→ **THE TASK**: Of the lines in the data below, count the ones holding the string "directories", and answer with that number only.
────────────────────────────────────────
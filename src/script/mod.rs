//! Script runtime.
//!
//! Executes a scenario script line by line against one sandbox. Each line is
//! dispatched through the [`CommandTable`]; a command either finishes
//! immediately or hands back a [`Pending`] token that is waited on before the
//! next line starts. The first error ends the script as failed, the skip
//! signal ends it as skipped, and running off the end means it passed.
mod parse;

use parse::{expand, parse_script};

use crate::commands::CommandTable;
use crate::process::CancelToken;
use crate::sandbox::{Environment, Sandbox};
use serde::Serialize;
use std::path::{Path, PathBuf};
use thiserror::Error;

/// Terminal classification of one scenario.
#[derive(Debug, Clone, PartialEq, Eq, Serialize)]
#[serde(tag = "status", rename_all = "snake_case")]
pub enum Outcome {
    Passed,
    Failed { diagnostic: String },
    Skipped { reason: String },
}

impl Outcome {
    pub fn failed(diagnostic: impl Into<String>) -> Self {
        Outcome::Failed {
            diagnostic: diagnostic.into(),
        }
    }

    pub fn is_failed(&self) -> bool {
        matches!(self, Outcome::Failed { .. })
    }
}

/// Errors a command (or its completion) can end with.
#[derive(Debug, Error)]
pub enum CmdError {
    #[error("unknown command {0:?}")]
    Unknown(String),
    #[error("{reason}; usage: {verb} {usage}")]
    Usage {
        verb: &'static str,
        usage: &'static str,
        reason: String,
    },
    /// Dedicated skip signal; never reported as a failure.
    #[error("skipped")]
    Skip(String),
    #[error("cancelled")]
    Cancelled,
    #[error(transparent)]
    Other(#[from] anyhow::Error),
}

/// Result of waiting on a [`Pending`] command.
#[derive(Debug)]
pub struct Completed {
    pub stdout: String,
    pub stderr: String,
    pub result: Result<(), CmdError>,
}

type WaitFn = Box<dyn FnOnce(&CancelToken) -> Completed>;

/// Work started by a command that the runtime must wait on.
pub struct Pending {
    wait: WaitFn,
}

impl Pending {
    pub fn new(wait: impl FnOnce(&CancelToken) -> Completed + 'static) -> Self {
        Self {
            wait: Box::new(wait),
        }
    }

    pub fn wait(self, cancel: &CancelToken) -> Completed {
        (self.wait)(cancel)
    }
}

impl std::fmt::Debug for Pending {
    fn fmt(&self, f: &mut std::fmt::Formatter<'_>) -> std::fmt::Result {
        f.write_str("Pending")
    }
}

/// State one running script sees: its sandbox, cwd, environment and log.
#[derive(Debug)]
pub struct ExecutionContext<'a> {
    name: String,
    sandbox: &'a Sandbox,
    cancel: CancelToken,
    cwd: PathBuf,
    env: Environment,
    log: String,
}

impl<'a> ExecutionContext<'a> {
    pub fn new(name: &str, sandbox: &'a Sandbox, cancel: CancelToken) -> Self {
        Self {
            name: name.to_string(),
            sandbox,
            cancel,
            cwd: sandbox.root().to_path_buf(),
            env: sandbox.env().clone(),
            log: String::new(),
        }
    }

    pub fn root(&self) -> &Path {
        self.sandbox.root()
    }

    pub fn cwd(&self) -> &Path {
        &self.cwd
    }

    pub fn set_cwd(&mut self, cwd: PathBuf) {
        self.cwd = cwd;
    }

    pub fn env(&self) -> &Environment {
        &self.env
    }

    pub fn env_mut(&mut self) -> &mut Environment {
        &mut self.env
    }

    /// Resolve a script-supplied path against the current directory.
    pub fn resolve(&self, path: &str) -> PathBuf {
        self.cwd.join(path)
    }

    pub fn log(&mut self, text: &str) {
        self.log.push_str(text);
        if !text.ends_with('\n') {
            self.log.push('\n');
        }
    }

    fn log_output(&mut self, stdout: &str, stderr: &str) {
        if !stdout.is_empty() {
            self.log("[stdout]");
            self.log(stdout);
        }
        if !stderr.is_empty() {
            self.log("[stderr]");
            self.log(stderr);
        }
    }

    pub fn into_log(self) -> String {
        self.log
    }
}

/// Run `body` to completion and classify the result.
pub fn execute(body: &str, ctx: &mut ExecutionContext<'_>, table: &CommandTable) -> Outcome {
    let lines = match parse_script(body) {
        Ok(lines) => lines,
        Err(err) => {
            return Outcome::failed(format!("{}:{}: {}", ctx.name, err.line, err.message))
        }
    };
    tracing::debug!(scenario = %ctx.name, lines = lines.len(), "script running");

    for line in &lines {
        if ctx.cancel.is_cancelled() {
            return Outcome::failed("cancelled");
        }
        ctx.log(&format!("> {}", line.text));
        let words: Vec<String> = line.words.iter().map(|word| expand(word, &ctx.env)).collect();
        let Some((verb, args)) = words.split_first() else {
            continue;
        };

        let result = match table.dispatch(verb, ctx, args) {
            Ok(Some(pending)) => {
                let cancel = ctx.cancel.clone();
                let done = pending.wait(&cancel);
                ctx.log_output(&done.stdout, &done.stderr);
                done.result
            }
            Ok(None) => Ok(()),
            Err(err) => Err(err),
        };

        match result {
            Ok(()) => {}
            Err(CmdError::Skip(reason)) => {
                tracing::debug!(scenario = %ctx.name, line = line.number, "script skipped");
                return Outcome::Skipped { reason };
            }
            Err(CmdError::Cancelled) => return Outcome::failed("cancelled"),
            Err(err) => {
                let diagnostic = format!("{}:{}: {verb}: {err:#}", ctx.name, line.number);
                ctx.log(&format!("FAIL: {diagnostic}"));
                return Outcome::failed(diagnostic);
            }
        }
    }
    Outcome::Passed
}

#[cfg(test)]
#[path = "tests.rs"]
mod tests;
//! Run configuration.
//!
//! Everything the provisioner and the command extensions need (installation
//! root, artifact selection, subject invocation template, instrumentation) is
//! resolved once into a [`HarnessConfig`] and passed down explicitly. Values
//! come from an optional JSON file, then command-line overrides.
use anyhow::{anyhow, Context, Result};
use regex::Regex;
use serde::{Deserialize, Serialize};
use std::fs;
use std::path::{Component, Path, PathBuf};
use std::process::Command;
use std::time::Duration;

pub const CONFIG_SCHEMA_VERSION: u32 = 1;

pub const DEFAULT_INSTALL_ROOT: &str = "/opt/snort";
pub const DEFAULT_BUILD_DIR: &str = "build";
pub const DEFAULT_SUBJECT: &str = "bin/snort";
pub const DEFAULT_SUBJECT_CONFIG: &str = "cfg.lua";
pub const DEFAULT_FIXTURE_DIR: &str = "testdata";
const SANITIZER_LIBRARY: &str = "libasan.so";

/// Which prebuilt flavor of the artifact gets installed into `p/`.
#[derive(Debug, Clone, Copy, PartialEq, Eq, Default, Serialize, Deserialize, clap::ValueEnum)]
#[serde(rename_all = "lowercase")]
pub enum Variant {
    #[default]
    Debug,
    Release,
}

impl Variant {
    pub fn dir_name(self) -> &'static str {
        match self {
            Variant::Debug => "debug",
            Variant::Release => "release",
        }
    }
}

/// How shared runtime directories are brought into a sandbox.
#[derive(Debug, Clone, Copy, PartialEq, Eq, Default, Serialize, Deserialize, clap::ValueEnum)]
#[serde(rename_all = "lowercase")]
pub enum LinkMode {
    #[default]
    Symlink,
    Copy,
}

/// On-disk config; every field is optional so a file can set just a few.
#[derive(Debug, Clone, Default, Serialize, Deserialize)]
#[serde(deny_unknown_fields)]
pub struct ConfigFile {
    pub schema_version: u32,
    #[serde(default)]
    pub install_root: Option<PathBuf>,
    #[serde(default)]
    pub artifact: Option<PathBuf>,
    #[serde(default)]
    pub build_dir: Option<PathBuf>,
    #[serde(default)]
    pub artifact_name: Option<String>,
    #[serde(default)]
    pub variant: Option<Variant>,
    #[serde(default)]
    pub link_mode: Option<LinkMode>,
    #[serde(default)]
    pub subject: Option<String>,
    #[serde(default)]
    pub subject_config: Option<String>,
    #[serde(default)]
    pub fixture_dir: Option<String>,
    #[serde(default)]
    pub sandbox_parent: Option<PathBuf>,
    #[serde(default)]
    pub sanitize: Option<bool>,
    #[serde(default)]
    pub sanitizer_lib: Option<PathBuf>,
    #[serde(default)]
    pub asan_options: Option<String>,
    /// `KEY=VALUE` entries, applied in order.
    #[serde(default)]
    pub env: Vec<String>,
    #[serde(default)]
    pub timeout_seconds: Option<f64>,
    #[serde(default)]
    pub retain_failed: Option<bool>,
    #[serde(default)]
    pub stop_on_failure: Option<bool>,
}

/// Command-line values layered over the config file.
#[derive(Debug, Clone, Default)]
pub struct ConfigOverrides {
    pub install_root: Option<PathBuf>,
    pub artifact: Option<PathBuf>,
    pub build_dir: Option<PathBuf>,
    pub artifact_name: Option<String>,
    pub variant: Option<Variant>,
    pub link_mode: Option<LinkMode>,
    pub sanitize: bool,
    pub sanitizer_lib: Option<PathBuf>,
    pub env: Vec<String>,
    pub timeout_seconds: Option<f64>,
    pub retain_failed: bool,
    pub stop_on_failure: bool,
    pub filter: Option<String>,
}

/// Reference to the prebuilt artifact under test.
#[derive(Debug, Clone)]
pub struct ArtifactRef {
    pub build_dir: PathBuf,
    pub name: String,
    pub variant: Variant,
    pub explicit: Option<PathBuf>,
}

impl ArtifactRef {
    /// Path of the selected artifact on the host.
    pub fn path(&self) -> PathBuf {
        match &self.explicit {
            Some(path) => path.clone(),
            None => self
                .build_dir
                .join(self.variant.dir_name())
                .join(&self.name),
        }
    }

    /// Name the artifact takes under the sandbox `p/` directory.
    pub fn file_name(&self) -> String {
        self.explicit
            .as_ref()
            .and_then(|path| path.file_name())
            .map(|name| name.to_string_lossy().to_string())
            .unwrap_or_else(|| self.name.clone())
    }
}

/// Memory-safety instrumentation applied to subject runs.
#[derive(Debug, Clone)]
pub struct Instrumentation {
    pub library: PathBuf,
    pub asan_options: Option<String>,
}

/// How the subject program is launched inside a sandbox.
#[derive(Debug, Clone)]
pub struct SubjectConfig {
    /// Sandbox-relative path of the subject executable.
    pub program: String,
    /// Sandbox-relative path of the subject configuration file.
    pub config_file: String,
    pub instrumentation: Option<Instrumentation>,
}

/// Fully resolved configuration for one run.
#[derive(Debug, Clone)]
pub struct HarnessConfig {
    pub install_root: PathBuf,
    pub artifact: ArtifactRef,
    pub link_mode: LinkMode,
    pub subject: SubjectConfig,
    pub fixture_dir: String,
    pub sandbox_parent: Option<PathBuf>,
    /// Directory the run was started from, exposed to scripts as `$moddir`.
    pub moddir: PathBuf,
    pub env: Vec<(String, String)>,
    pub timeout: Option<Duration>,
    pub retain_failed: bool,
    pub stop_on_failure: bool,
    pub filter: Option<Regex>,
}

/// Default config location: `<config dir>/sh3/config.json`.
pub fn default_config_path() -> Option<PathBuf> {
    dirs::config_dir().map(|dir| dir.join("sh3").join("config.json"))
}

/// Load and schema-check a config file.
pub fn load_config_file(path: &Path) -> Result<ConfigFile> {
    let bytes = fs::read(path).with_context(|| format!("read config {}", path.display()))?;
    let config: ConfigFile = serde_json::from_slice(&bytes)
        .with_context(|| format!("parse config JSON {}", path.display()))?;
    if config.schema_version != CONFIG_SCHEMA_VERSION {
        return Err(anyhow!(
            "unsupported config schema_version {} in {}",
            config.schema_version,
            path.display()
        ));
    }
    Ok(config)
}

/// Merge file values and overrides into a validated [`HarnessConfig`].
pub fn resolve_config(
    file: ConfigFile,
    overrides: ConfigOverrides,
    moddir: PathBuf,
) -> Result<HarnessConfig> {
    let explicit = overrides.artifact.or(file.artifact);
    let name = overrides
        .artifact_name
        .or(file.artifact_name)
        .unwrap_or_default();
    if explicit.is_none() && name.trim().is_empty() {
        return Err(anyhow!(
            "no artifact configured (set --artifact or --artifact-name)"
        ));
    }
    if !name.is_empty() {
        validate_relative_path(&name, "artifact_name")?;
    }
    let artifact = ArtifactRef {
        build_dir: overrides
            .build_dir
            .or(file.build_dir)
            .unwrap_or_else(|| PathBuf::from(DEFAULT_BUILD_DIR)),
        name,
        variant: overrides.variant.or(file.variant).unwrap_or_default(),
        explicit,
    };

    let program = file.subject.unwrap_or_else(|| DEFAULT_SUBJECT.to_string());
    validate_relative_path(&program, "subject")?;
    let config_file = file
        .subject_config
        .unwrap_or_else(|| DEFAULT_SUBJECT_CONFIG.to_string());
    validate_relative_path(&config_file, "subject_config")?;
    let fixture_dir = file
        .fixture_dir
        .unwrap_or_else(|| DEFAULT_FIXTURE_DIR.to_string());
    validate_relative_path(&fixture_dir, "fixture_dir")?;

    let sanitize = overrides.sanitize || file.sanitize.unwrap_or(false);
    let sanitizer_lib = overrides.sanitizer_lib.or(file.sanitizer_lib);
    let instrumentation = if sanitize || sanitizer_lib.is_some() {
        let library = match sanitizer_lib {
            Some(path) => moddir.join(path),
            None => discover_sanitizer_library()?,
        };
        Some(Instrumentation {
            library,
            asan_options: file.asan_options,
        })
    } else {
        None
    };

    let mut env = Vec::new();
    for raw in file.env.iter().chain(overrides.env.iter()) {
        env.push(parse_env_assignment(raw)?);
    }

    let timeout = match overrides.timeout_seconds.or(file.timeout_seconds) {
        Some(secs) if secs.is_finite() && secs > 0.0 => Some(Duration::from_secs_f64(secs)),
        Some(secs) => return Err(anyhow!("timeout must be a positive number (got {secs})")),
        None => None,
    };

    let filter = overrides
        .filter
        .as_deref()
        .map(|pattern| {
            Regex::new(pattern).with_context(|| format!("invalid filter regexp {pattern:?}"))
        })
        .transpose()?;

    // Sandboxes link and preload these from another directory, so relative
    // settings are anchored at the module directory.
    let install_root = overrides
        .install_root
        .or(file.install_root)
        .map(|path| moddir.join(path))
        .unwrap_or_else(|| PathBuf::from(DEFAULT_INSTALL_ROOT));
    let sandbox_parent = file.sandbox_parent.map(|path| moddir.join(path));

    Ok(HarnessConfig {
        install_root,
        artifact,
        link_mode: overrides.link_mode.or(file.link_mode).unwrap_or_default(),
        subject: SubjectConfig {
            program,
            config_file,
            instrumentation,
        },
        fixture_dir,
        sandbox_parent,
        moddir,
        env,
        timeout,
        retain_failed: overrides.retain_failed || file.retain_failed.unwrap_or(false),
        stop_on_failure: overrides.stop_on_failure || file.stop_on_failure.unwrap_or(false),
        filter,
    })
}

/// Split a `KEY=VALUE` assignment.
pub fn parse_env_assignment(raw: &str) -> Result<(String, String)> {
    let (key, value) = raw
        .split_once('=')
        .ok_or_else(|| anyhow!("invalid env assignment {raw:?} (expected KEY=VALUE)"))?;
    let key = key.trim();
    if key.is_empty() {
        return Err(anyhow!("invalid env assignment {raw:?} (empty key)"));
    }
    Ok((key.to_string(), value.to_string()))
}

/// Ask the C compiler where its address-sanitizer runtime lives.
pub fn discover_sanitizer_library() -> Result<PathBuf> {
    let compiler = which::which("gcc")
        .or_else(|_| which::which("cc"))
        .context("locate a C compiler to find the sanitizer runtime")?;
    let output = Command::new(&compiler)
        .arg(format!("-print-file-name={SANITIZER_LIBRARY}"))
        .output()
        .with_context(|| format!("run {}", compiler.display()))?;
    if !output.status.success() {
        return Err(anyhow!(
            "{} -print-file-name failed with status {}",
            compiler.display(),
            output.status
        ));
    }
    let printed = String::from_utf8_lossy(&output.stdout).trim().to_string();
    // The compiler echoes the bare name back when it has no such file.
    if printed.is_empty() || printed == SANITIZER_LIBRARY {
        return Err(anyhow!(
            "{} does not ship {SANITIZER_LIBRARY}",
            compiler.display()
        ));
    }
    tracing::debug!(library = %printed, "resolved sanitizer runtime");
    Ok(PathBuf::from(printed))
}

fn validate_relative_path(rel: &str, label: &str) -> Result<()> {
    let path = Path::new(rel);
    if rel.trim().is_empty() {
        return Err(anyhow!("{label} must be non-empty"));
    }
    if path.is_absolute() || has_parent_components(path) {
        return Err(anyhow!(
            "{label} must be a relative path without '..' (got {rel:?})"
        ));
    }
    Ok(())
}

fn has_parent_components(path: &Path) -> bool {
    path.components()
        .any(|component| matches!(component, Component::ParentDir))
}

#[cfg(test)]
#[path = "config_tests.rs"]
mod tests;
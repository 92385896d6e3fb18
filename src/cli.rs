//! CLI argument parsing.
//!
//! Flags map one-to-one onto [`ConfigOverrides`]; anything not given on the
//! command line falls back to the config file.
use crate::config::{ConfigOverrides, LinkMode, Variant};
use clap::Parser;
use std::path::PathBuf;

/// Run scripted scenarios against a plugin build, each in its own sandbox.
#[derive(Parser, Debug)]
#[command(
    name = "sh3",
    version,
    about = "Sandboxed scenario runner for traffic-inspection plugins",
    after_help = "Examples:\n  sh3 --artifact-name inspector.so\n  sh3 --artifact build/debug/inspector.so --run '^http_' tests/\n  sh3 --sanitize --keep-failed --report out/report.json tests/decode.script"
)]
pub struct RootArgs {
    /// Scenario files or directories of `*.script` files (default: tests/)
    #[arg(value_name = "SCENARIOS")]
    pub scenarios: Vec<PathBuf>,

    /// Only run scenarios whose name matches this regular expression
    #[arg(long = "run", value_name = "REGEX")]
    pub filter: Option<String>,

    /// Config file (default: <config dir>/sh3/config.json when present)
    #[arg(long, value_name = "FILE")]
    pub config: Option<PathBuf>,

    /// Installation root providing bin/, lib/ and include/
    #[arg(long, value_name = "DIR")]
    pub install_root: Option<PathBuf>,

    /// Explicit artifact path; bypasses build-dir selection
    #[arg(long, value_name = "FILE")]
    pub artifact: Option<PathBuf>,

    /// Build output directory holding debug/ and release/
    #[arg(long, value_name = "DIR")]
    pub build_dir: Option<PathBuf>,

    /// Artifact file name inside the build variant directory
    #[arg(long, value_name = "NAME")]
    pub artifact_name: Option<String>,

    /// Build variant to test
    #[arg(long, value_enum)]
    pub variant: Option<Variant>,

    /// How runtime directories are brought into each sandbox
    #[arg(long, value_enum)]
    pub link_mode: Option<LinkMode>,

    /// Preload the address-sanitizer runtime into the subject
    #[arg(long)]
    pub sanitize: bool,

    /// Sanitizer runtime library (implies --sanitize)
    #[arg(long, value_name = "FILE")]
    pub sanitizer_lib: Option<PathBuf>,

    /// Extra environment for every scenario (repeatable)
    #[arg(long = "env", value_name = "KEY=VALUE")]
    pub env: Vec<String>,

    /// Per-scenario timeout in seconds
    #[arg(long, value_name = "SECS")]
    pub timeout: Option<f64>,

    /// Keep the sandbox of a failing scenario for inspection
    #[arg(long)]
    pub keep_failed: bool,

    /// Stop after the first failing scenario
    #[arg(long)]
    pub stop_on_failure: bool,

    /// Write a JSON run report to this path
    #[arg(long, value_name = "FILE")]
    pub report: Option<PathBuf>,

    /// Enable debug logging (SH3_LOG takes precedence)
    #[arg(long)]
    pub verbose: bool,
}

impl RootArgs {
    pub fn overrides(&self) -> ConfigOverrides {
        ConfigOverrides {
            install_root: self.install_root.clone(),
            artifact: self.artifact.clone(),
            build_dir: self.build_dir.clone(),
            artifact_name: self.artifact_name.clone(),
            variant: self.variant,
            link_mode: self.link_mode,
            sanitize: self.sanitize,
            sanitizer_lib: self.sanitizer_lib.clone(),
            env: self.env.clone(),
            timeout_seconds: self.timeout,
            retain_failed: self.keep_failed,
            stop_on_failure: self.stop_on_failure,
            filter: self.filter.clone(),
        }
    }
}

#[cfg(test)]
mod tests {
    use super::*;

    #[test]
    fn flags_map_onto_overrides() {
        let args = RootArgs::try_parse_from([
            "sh3",
            "--run",
            "^http",
            "--variant",
            "release",
            "--link-mode",
            "copy",
            "--env",
            "TZ=UTC",
            "--env",
            "LANG=C",
            "--timeout",
            "2.5",
            "--keep-failed",
            "tests/a.script",
            "more",
        ])
        .expect("parse args");
        assert_eq!(args.scenarios, [PathBuf::from("tests/a.script"), PathBuf::from("more")]);
        let overrides = args.overrides();
        assert_eq!(overrides.filter.as_deref(), Some("^http"));
        assert_eq!(overrides.variant, Some(Variant::Release));
        assert_eq!(overrides.link_mode, Some(LinkMode::Copy));
        assert_eq!(overrides.env, ["TZ=UTC", "LANG=C"]);
        assert_eq!(overrides.timeout_seconds, Some(2.5));
        assert!(overrides.retain_failed);
        assert!(!overrides.stop_on_failure);
    }

    #[test]
    fn rejects_unknown_variant() {
        assert!(RootArgs::try_parse_from(["sh3", "--variant", "fast"]).is_err());
    }
}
────────────────────────────────────────
→ **SOLUTION TO THIS EXERCISE**: 3